Raccolta rifiuti a Limatola, scatta la prescrizione per sette

La sentenza del Tribunale

raccolta rifiuti a limatola scatta la prescrizione per sette
Benevento.  

Erano accusati di abuso d'ufficio, ma nei loro confronti è stato dichiarato il non doversi procedere per intervenuta prescrizione del reato. Lo ha deciso il Tribunale, dopo aver accolto un'eccezione degli avvocatiFrancesco Perone e Giuseppe Izzo, che hanno fatto notare come la consumazione dell'addebito dovesse essere confinata entro il gennaio del 2013 (dal 2009), e non il gennaio del 2014 – il termine indicato dal Pm, nel processo a carico delle sette persone tirate in ballo da un'indagine della guardia di finanza sul servizio di raccolta rifiuti a Limatola.

Si tratta di Mario Marotta, sindaco dell'epoca, Michele Marotta, suo vice e componente della giunta, Giuseppe Saiano, Mario D'Agostino e Giuseppe Alois, assessori, Giovanni Malgieri, gestore di fatto della cooperativa Cooputility e procuratore dal 2011, nonché componente dell'ufficio di staff del sindaco e della giunta, e di Maria Tramontano, rappresentante legale della 'Cooputility', difesi, oltre che dai legali già ricordati, dagli avvocati Pietro Farina, Mario Marchesiello, Giovanni Spagnamusso ed Elvira Iuliano.

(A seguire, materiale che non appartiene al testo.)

use std::fmt;
use std::str::FromStr;

/// Deployment environment
///
/// Controls stack-trace exposure in error responses and the default
/// crash-report sample rate.
#[derive(Debug, Clone, Copy, Default, PartialEq, Eq)]
pub enum Environment {
    #[default]
    Development,
    Production,
    Test,
}

impl Environment {
    pub const fn as_str(self) -> &'static str {
        match self {
            Self::Development => "development",
            Self::Production => "production",
            Self::Test => "test",
        }
    }

    /// Whether debug details (stack traces, local request logs) are shown
    pub const fn is_development(self) -> bool {
        matches!(self, Self::Development)
    }

    /// Crash-report sample rate when none is configured explicitly
    pub const fn default_sample_rate(self) -> f64 {
        match self {
            Self::Production => 1.0,
            Self::Development | Self::Test => 0.5,
        }
    }
}

impl fmt::Display for Environment {
    fn fmt(&self, f: &mut fmt::Formatter<'_>) -> fmt::Result {
        f.write_str(self.as_str())
    }
}

impl FromStr for Environment {
    type Err = anyhow::Error;

    fn from_str(s: &str) -> Result<Self, Self::Err> {
        match s {
            "development" => Ok(Self::Development),
            "production" => Ok(Self::Production),
            "test" => Ok(Self::Test),
            other => anyhow::bail!("unknown environment '{other}' (expected development, production, or test)"),
        }
    }
}
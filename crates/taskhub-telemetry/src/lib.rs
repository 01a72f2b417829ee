//! Telemetry for taskhub
//!
//! Local structured logging via the `tracing` ecosystem, crash reporting to
//! a DSN-addressed monitoring collaborator, and request-log forwarding to a
//! log-ingestion collaborator. All external forwarding is fire-and-forget:
//! delivery failures are logged locally and never reach a request's
//! response path.

pub mod logship;
pub mod reporter;

pub use logship::{IngestSink, LogSink, RequestLogRecord};
pub use reporter::{DsnReporter, ErrorReporter, TelemetryContext};

/// Initialize the global tracing subscriber
///
/// `RUST_LOG` takes precedence over the provided default filter.
pub fn init(log_filter: &str) {
    use tracing_subscriber::{EnvFilter, layer::SubscriberExt, util::SubscriberInitExt};

    let filter =
        EnvFilter::try_from_default_env().unwrap_or_else(|_| EnvFilter::new(log_filter));

    let fmt_layer = tracing_subscriber::fmt::layer()
        .with_target(true)
        .with_thread_ids(false)
        .with_file(false)
        .with_line_number(false);

    tracing_subscriber::registry().with(filter).with(fmt_layer).init();
}
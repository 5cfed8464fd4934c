//! A single 0-255 color channel

use std::convert::Infallible;
use std::fmt;
use std::str::FromStr;

/// Upper bound of a channel value.
const CHANNEL_MAX: u8 = 255;

/// One red, green or blue component of a 24-bit color.
///
/// A `Channel` can be built from any integer, float or numeral string. Every
/// conversion clamps into `0..=255` instead of failing:
///
/// - integers below 0 become 0, above 255 become 255
/// - floats are truncated toward zero after clamping, and `NaN` becomes 0
/// - strings go through [`Channel::parse`]
///
/// The default channel is 255, so an omitted component reads as full intensity.
///
/// # Examples
///
/// ```
/// use ansicodes::Channel;
///
/// assert_eq!(Channel::from(-5).value(), 0);
/// assert_eq!(Channel::from(300).value(), 255);
/// assert_eq!(Channel::from("128").value(), 128);
/// assert_eq!(Channel::from("teal").value(), 0);
/// assert_eq!(Channel::default().value(), 255);
/// ```
#[derive(Debug, Clone, Copy, PartialEq, Eq, PartialOrd, Ord, Hash)]
pub struct Channel(u8);

impl Channel {
    /// Channel at zero intensity.
    pub const MIN: Channel = Channel(0);

    /// Channel at full intensity.
    pub const MAX: Channel = Channel(CHANNEL_MAX);

    /// Create a channel from an in-range value.
    pub const fn new(value: u8) -> Self {
        Channel(value)
    }

    /// The clamped channel value.
    pub const fn value(self) -> u8 {
        self.0
    }

    /// Parse a channel from text.
    ///
    /// Surrounding whitespace is ignored. An optional sign followed by the
    /// longest run of ASCII digits is read as an integer and anything after
    /// that run is ignored, so `"12px"` reads as 12. The result is clamped into
    /// `0..=255`; a digit run too long for any integer saturates to the bound
    /// of its sign.
    ///
    /// Text with no leading digits (`""`, `"red"`, `"-"`) is 0.
    pub fn parse(text: &str) -> Self {
        let trimmed = text.trim();
        let (negative, unsigned) = match trimmed.as_bytes().first() {
            Some(b'-') => (true, &trimmed[1..]),
            Some(b'+') => (false, &trimmed[1..]),
            _ => (false, trimmed),
        };

        let end = unsigned
            .bytes()
            .position(|b| !b.is_ascii_digit())
            .unwrap_or(unsigned.len());
        let digits = &unsigned[..end];

        if digits.is_empty() || negative {
            return Channel::MIN;
        }

        match digits.parse::<u64>() {
            Ok(value) => Channel::from(value),
            Err(_) => Channel::MAX,
        }
    }
}

impl Default for Channel {
    fn default() -> Self {
        Channel::MAX
    }
}

impl fmt::Display for Channel {
    fn fmt(&self, f: &mut fmt::Formatter<'_>) -> fmt::Result {
        write!(f, "{}", self.0)
    }
}

impl FromStr for Channel {
    type Err = Infallible;

    fn from_str(s: &str) -> Result<Self, Self::Err> {
        Ok(Channel::parse(s))
    }
}

macro_rules! impl_from_int {
    ($($t:ty),*) => {
        $(
            impl From<$t> for Channel {
                fn from(value: $t) -> Self {
                    Channel((value as i128).clamp(0, i128::from(CHANNEL_MAX)) as u8)
                }
            }
        )*
    };
}

impl_from_int!(i8, i16, i32, i64, isize, u8, u16, u32, u64, usize);

impl From<f64> for Channel {
    fn from(value: f64) -> Self {
        if value.is_nan() {
            return Channel::MIN;
        }
        Channel(value.clamp(0.0, f64::from(CHANNEL_MAX)) as u8)
    }
}

impl From<f32> for Channel {
    fn from(value: f32) -> Self {
        Channel::from(f64::from(value))
    }
}

impl From<&str> for Channel {
    fn from(value: &str) -> Self {
        Channel::parse(value)
    }
}

impl From<&String> for Channel {
    fn from(value: &String) -> Self {
        Channel::parse(value)
    }
}

impl From<String> for Channel {
    fn from(value: String) -> Self {
        Channel::parse(&value)
    }
}

#[cfg(test)]
mod tests {
    use super::*;

    #[test]
    fn test_integer_clamp() {
        assert_eq!(Channel::from(-1).value(), 0);
        assert_eq!(Channel::from(0).value(), 0);
        assert_eq!(Channel::from(255).value(), 255);
        assert_eq!(Channel::from(256).value(), 255);
        assert_eq!(Channel::from(i64::MIN).value(), 0);
        assert_eq!(Channel::from(u64::MAX).value(), 255);
        assert_eq!(Channel::from(usize::MAX).value(), 255);
    }

    #[test]
    fn test_float_clamp() {
        assert_eq!(Channel::from(12.9).value(), 12);
        assert_eq!(Channel::from(-0.5).value(), 0);
        assert_eq!(Channel::from(1e9).value(), 255);
        assert_eq!(Channel::from(f64::INFINITY).value(), 255);
        assert_eq!(Channel::from(f64::NEG_INFINITY).value(), 0);
        assert_eq!(Channel::from(f64::NAN).value(), 0);
        assert_eq!(Channel::from(f32::NAN).value(), 0);
    }

    #[test]
    fn test_parse_numerals() {
        assert_eq!(Channel::parse("10").value(), 10);
        assert_eq!(Channel::parse("  42  ").value(), 42);
        assert_eq!(Channel::parse("+7").value(), 7);
        assert_eq!(Channel::parse("007").value(), 7);
        assert_eq!(Channel::parse("300").value(), 255);
    }

    #[test]
    fn test_parse_trailing_garbage() {
        assert_eq!(Channel::parse("12px").value(), 12);
        assert_eq!(Channel::parse("99.9").value(), 99);
    }

    #[test]
    fn test_parse_negative() {
        assert_eq!(Channel::parse("-5").value(), 0);
        assert_eq!(Channel::parse("-0").value(), 0);
    }

    #[test]
    fn test_parse_non_numeric_is_zero() {
        assert_eq!(Channel::parse("").value(), 0);
        assert_eq!(Channel::parse("   ").value(), 0);
        assert_eq!(Channel::parse("red").value(), 0);
        assert_eq!(Channel::parse("-").value(), 0);
        assert_eq!(Channel::parse("x12").value(), 0);
    }

    #[test]
    fn test_parse_overflow_saturates() {
        assert_eq!(Channel::parse("99999999999999999999999999").value(), 255);
        assert_eq!(Channel::parse("-99999999999999999999999999").value(), 0);
    }

    #[test]
    fn test_from_str() {
        let channel: Channel = "64".parse().unwrap();
        assert_eq!(channel, Channel::new(64));
    }

    #[test]
    fn test_default_is_full_intensity() {
        assert_eq!(Channel::default(), Channel::MAX);
    }

    #[test]
    fn test_display() {
        assert_eq!(Channel::new(7).to_string(), "7");
    }
}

Nel mirino dell'attività investigativa, avviata dopo le denunce di Pietro De Lorenzo, l'affidamento diretto del servizio di raccolta rifiuti e le successive proroghe, stabiliti in più delibere. Secondo gli inquirenti, “prescindendo da qualunque ricorso a procedure di evidenza pubblica”. Tutto ciò avrebbe procurato un “ingiusto vantaggio patrimoniale, pari ad 1 milione e 220mila euro” alla 'Cooputility, gestita da Malgieri, componente dello staff del sindaco dal 2008 e procuratore dal 2011.